The idea of taking apart a rat's heart and transforming it into a tissue-engineered stingray first came to Kevin Kit Parker during a trip to the New England Aquarium with his daughter.
Four years later, a robotic ray that swims toward light has made the cover of Science magazine and is pushing the limits of what's possible in the design of machines powered by living cells.
A research team based at Harvard University's Disease Biophysics Group, which Parker directs, created the translucent, penny-sized ray with a gold skeleton and silicone fins layered with the heart muscle cells of a rat.
It's remote-controlled, guided by a blinking blue flashlight. Each burst of blue sets off a cascade of signals through the cells, which have been genetically-engineered to respond to light. The contraction of the tissue creates a downward motion on the ray's body. When the tissue relaxes, the gold skeleton recoils—moving the fin upward again in an undulating cycle that mimics the graceful swimming of a real ray or skate.
Parker, whose research includes cardiac cell biology, launched the project as a method for learning more about the mysteries of the human heart and a step toward the far-off goal of building an artificial one. But the interdisciplinary project is also sparking interest in other fields, from marine biology to robotics.
Parker is not a roboticist. But as an Army veteran who did two tours in Afghanistan, he welcomes any part his stingrays could play in advancing the development of machines able to perform dangerous jobs.
"Bio-hybrid machines—things with synthetic parts and living materials—they're going to happen," Parker said. "I've spent time getting shot at and seen people getting shot.
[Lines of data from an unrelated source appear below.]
//! `SendTrack` Server
//!
//! Serves the dashboard API over the local cache and syncs it from the
//! remote Sendy database on demand or on a fixed interval.

use std::net::SocketAddr;
use std::path::PathBuf;
use std::sync::Arc;
use std::time::Duration;

use anyhow::Context;
use clap::Parser;
use tracing::{error, info};

use sendtrack_core::config::{self, Config};
use sendtrack_core::tracing_init::init_tracing;
use sendtrack_server::{AppState, build_router, scheduler};
use sendtrack_sync::{LocalStore, MySqlSource, SyncLimits, SyncService};

#[derive(Parser, Debug)]
#[command(name = "sendtrack-server")]
#[command(version, about = "SendTrack server - Sendy sync engine and dashboard API")]
struct Args {
    /// Address to listen on (overrides `server.addr`).
    #[arg(long, env = "SENDTRACK_ADDR")]
    addr: Option<SocketAddr>,

    /// Path to the local cache database.
    #[arg(long)]
    db_path: Option<PathBuf>,

    /// Explicit config file, merged over the global one.
    #[arg(long)]
    config: Option<PathBuf>,

    /// Sync every N seconds in the background.
    #[arg(long)]
    sync_interval: Option<u64>,

    /// Run a single sync, print the outcome as JSON and exit.
    #[arg(long)]
    sync_once: bool,

    /// Output logs as JSON (for structured log aggregation).
    #[arg(long)]
    log_json: bool,
}

fn resolve_config(args: &Args) -> anyhow::Result<Config> {
    let mut config = config::load_config(args.config.as_deref())?;
    if let Some(addr) = args.addr {
        config.server.addr = addr.to_string();
    }
    if let Some(path) = &args.db_path {
        config.local.database_path = Some(path.clone());
    }
    if let Some(secs) = args.sync_interval {
        config.sync.interval_secs = Some(secs);
    }
    if args.log_json {
        config.server.log_json = true;
    }
    Ok(config)
}

#[tokio::main]
async fn main() -> anyhow::Result<()> {
    let args = Args::parse();
    let config = resolve_config(&args)?;

    init_tracing(
        "sendtrack_server=info,sendtrack_sync=info",
        config.server.log_json,
    );

    info!(
        version = env!("CARGO_PKG_VERSION"),
        remote = ?config.remote,
        "Starting sendtrack-server"
    );

    config.validate_for_sync()?;

    let db_path = config
        .local
        .database_path
        .clone()
        .or_else(config::database_path)
        .context("Cannot determine local cache path; pass --db-path")?;
    info!(path = %db_path.display(), "Opening local cache");
    let store = LocalStore::open(&db_path).await?;

    let remote = MySqlSource::connect_lazy(&config.remote);
    let service = SyncService::new(remote, store, SyncLimits::from(&config.sync));

    if args.sync_once {
        return sync_once(&service).await;
    }

    let state = AppState::new(service, config.sync.stale_after_secs);

    if let Some(secs) = config.sync.interval_secs {
        info!(interval_secs = secs, "Background sync enabled");
        scheduler::spawn(
            Arc::clone(&state.service),
            Arc::clone(&state.sync_lock),
            Duration::from_secs(secs),
        );
    }

    let addr: SocketAddr = config
        .server
        .addr
        .parse()
        .with_context(|| format!("Invalid listen address {}", config.server.addr))?;
    let listener = tokio::net::TcpListener::bind(addr).await?;
    info!(addr = %addr, "Listening");

    let app = build_router(state);
    tokio::select! {
        result = axum::serve(listener, app) => result?,
        _ = tokio::signal::ctrl_c() => {
            info!("Received shutdown signal");
        }
    }

    info!("sendtrack-server stopped");
    Ok(())
}

#[allow(clippy::print_stdout)]
async fn sync_once(service: &SyncService<MySqlSource>) -> anyhow::Result<()> {
    match service.run_sync().await {
        Ok(outcome) => {
            println!("{}", serde_json::to_string(&outcome)?);
            Ok(())
        }
        Err(e) => {
            error!(error = %e, "Sync failed");
            println!("{}", serde_json::json!({ "success": false, "error": e.to_string() }));
            Err(e.into())
        }
    }
}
If I could build a cyborg so my buddy doesn't have to crawl into that ditch to look for an IED, I'd do that in a heartbeat."
When he first asked postdoctoral researcher Sung-Jin Park to help him create the stingray four years ago, the bench scientist was doubtful.
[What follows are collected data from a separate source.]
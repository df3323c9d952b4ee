//! `MySQL` implementation of [`RemoteSource`] over a bounded `sqlx` pool.

use std::time::Duration;

use sendtrack_core::config::RemoteConfig;
use sqlx::mysql::{MySqlConnectOptions, MySqlDatabaseError, MySqlPool, MySqlPoolOptions, MySqlRow};
use sqlx::Row;
use tracing::debug;

use super::{
    RawCampaignRow, RawSubscriberRow, RawValue, RemoteError, RemoteSource, check_limit,
};

const CAMPAIGNS_SQL: &str = "SELECT id, title, subject, from_name, from_email, sent, recipients, opens \
     FROM campaigns ORDER BY id DESC LIMIT ?";

const SUBSCRIBERS_SQL: &str = "SELECT id, email, name, list, unsubscribed, bounced, timestamp \
     FROM subscribers ORDER BY timestamp DESC LIMIT ?";

/// `ER_ACCESS_DENIED_ERROR` and `ER_DBACCESS_DENIED_ERROR`.
const ACCESS_DENIED_CODES: [u16; 2] = [1045, 1044];

/// Reader for the remote Sendy database.
///
/// Each query checks a connection out of the pool and returns it when the
/// query future completes or is dropped.
#[derive(Clone)]
pub struct MySqlSource {
    pool: MySqlPool,
}

impl MySqlSource {
    /// Build a lazily-connecting pool from config. No connection is made
    /// until the first fetch, so an unreachable remote surfaces as a
    /// connection error on the sync run instead of at startup.
    pub fn connect_lazy(config: &RemoteConfig) -> Self {
        let options = MySqlConnectOptions::new()
            .host(&config.host)
            .port(config.port)
            .username(&config.user)
            .password(&config.password)
            .database(&config.database);

        let pool = MySqlPoolOptions::new()
            .max_connections(config.max_connections)
            .acquire_timeout(Duration::from_secs(config.acquire_timeout_secs))
            .connect_lazy_with(options);

        Self { pool }
    }
}

impl RemoteSource for MySqlSource {
    async fn fetch_campaigns(&self, limit: u32) -> Result<Vec<RawCampaignRow>, RemoteError> {
        let limit = check_limit(limit)?;
        let rows = sqlx::query(CAMPAIGNS_SQL)
            .bind(limit)
            .fetch_all(&self.pool)
            .await?;
        debug!(rows = rows.len(), "Fetched remote campaigns");

        rows.iter().map(campaign_from_row).collect()
    }

    async fn fetch_subscribers(&self, limit: u32) -> Result<Vec<RawSubscriberRow>, RemoteError> {
        let limit = check_limit(limit)?;
        let rows = sqlx::query(SUBSCRIBERS_SQL)
            .bind(limit)
            .fetch_all(&self.pool)
            .await?;
        debug!(rows = rows.len(), "Fetched remote subscribers");

        rows.iter().map(subscriber_from_row).collect()
    }
}

fn campaign_from_row(row: &MySqlRow) -> Result<RawCampaignRow, RemoteError> {
    Ok(RawCampaignRow {
        id: raw_column(row, "id")?,
        title: raw_column(row, "title")?,
        subject: raw_column(row, "subject")?,
        from_name: raw_column(row, "from_name")?,
        from_email: raw_column(row, "from_email")?,
        sent: raw_column(row, "sent")?,
        recipients: raw_column(row, "recipients")?,
        opens: raw_column(row, "opens")?,
    })
}

fn subscriber_from_row(row: &MySqlRow) -> Result<RawSubscriberRow, RemoteError> {
    Ok(RawSubscriberRow {
        id: raw_column(row, "id")?,
        email: raw_column(row, "email")?,
        name: raw_column(row, "name")?,
        list: raw_column(row, "list")?,
        unsubscribed: raw_column(row, "unsubscribed")?,
        bounced: raw_column(row, "bounced")?,
        timestamp: raw_column(row, "timestamp")?,
    })
}

/// Decode a column whatever its `MySQL` type: signed and unsigned integers,
/// floating point, text, then raw bytes as lossy UTF-8.
fn raw_column(row: &MySqlRow, column: &str) -> Result<RawValue, RemoteError> {
    if let Ok(value) = row.try_get::<Option<i64>, _>(column) {
        return Ok(value.map_or(RawValue::Null, RawValue::Int));
    }
    if let Ok(value) = row.try_get::<Option<u64>, _>(column) {
        return Ok(value.map_or(RawValue::Null, |n| {
            RawValue::Int(i64::try_from(n).unwrap_or(i64::MAX))
        }));
    }
    if let Ok(value) = row.try_get::<Option<f64>, _>(column) {
        return Ok(value.map_or(RawValue::Null, RawValue::Float));
    }
    if let Ok(value) = row.try_get::<Option<String>, _>(column) {
        return Ok(value.map_or(RawValue::Null, RawValue::Text));
    }
    let bytes = row.try_get::<Option<Vec<u8>>, _>(column)?;
    Ok(bytes.map_or(RawValue::Null, |b| {
        RawValue::Text(String::from_utf8_lossy(&b).into_owned())
    }))
}

pub(super) fn is_access_denied(err: &(dyn sqlx::error::DatabaseError + 'static)) -> bool {
    if err.code().as_deref() == Some("28000") {
        return true;
    }
    err.try_downcast_ref::<MySqlDatabaseError>()
        .is_some_and(|e| ACCESS_DENIED_CODES.contains(&e.number()))
}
"I had this whole idea of a laser-guided, tissue-engineered stingray made out of rat," Parker said. "He looked at me like a hog staring at a wristwatch. He was like, 'Have I trusted my career to this yahoo'? I think he thought I was unglued."
Indeed, the project to build the ray was more difficult and expensive—close to $1 million, according to Parker—than either of them imagined. A mechanical engineer by training, Park had to delve into molecular and cell biology. The team pulled experts from diverse fields, including an ichthyologist—someone who studies fish—to understand and help replicate a ray's muscle structure and biomechanics. Their work was published in Science last month.
Biologically-inspired robots aren't new. A precursor to the stingray was a tissue-engineered jellyfish Parker helped create in 2012, also with the aim of understanding the muscular pumping of a heart. But one of the robotic stingray's most intriguing contributions is the way it shows a glimpse of autonomy, said John Long, a professor of biology and cognitive science who directs Vassar College's Interdisciplinary Robotics Research Laboratory.
"By putting in the light control they have a way of controlling the cell without a nervous system," said Long, who was not involved in the stingray research. "We used to control puppets with strings. Now we can do it with light."
Long says the creation could spark new research into autonomous, part-living machines. He envisions a time when a packet of micro-rays could be unleashed into a busted sewage pipe with simple sensors to measure acidity.
The stingrays in Harvard's lab—Park and his colleagues built more than 200 of the tiny creatures during years of research—won't be going into any pipe or ocean. They swim in a pool of warm liquid solution filled with sugar and salt. The cells couldn't survive outside of a dish and weren't designed to, though Long said it would be possible to give a similar creature a skin that wraps up the solution and creates a kind of circulatory system. Battery power is a big challenge for robots, especially for tiny, lightweight machines, Long said, but creating a living power system of glucose-fed tissue could extend a robot's mission time.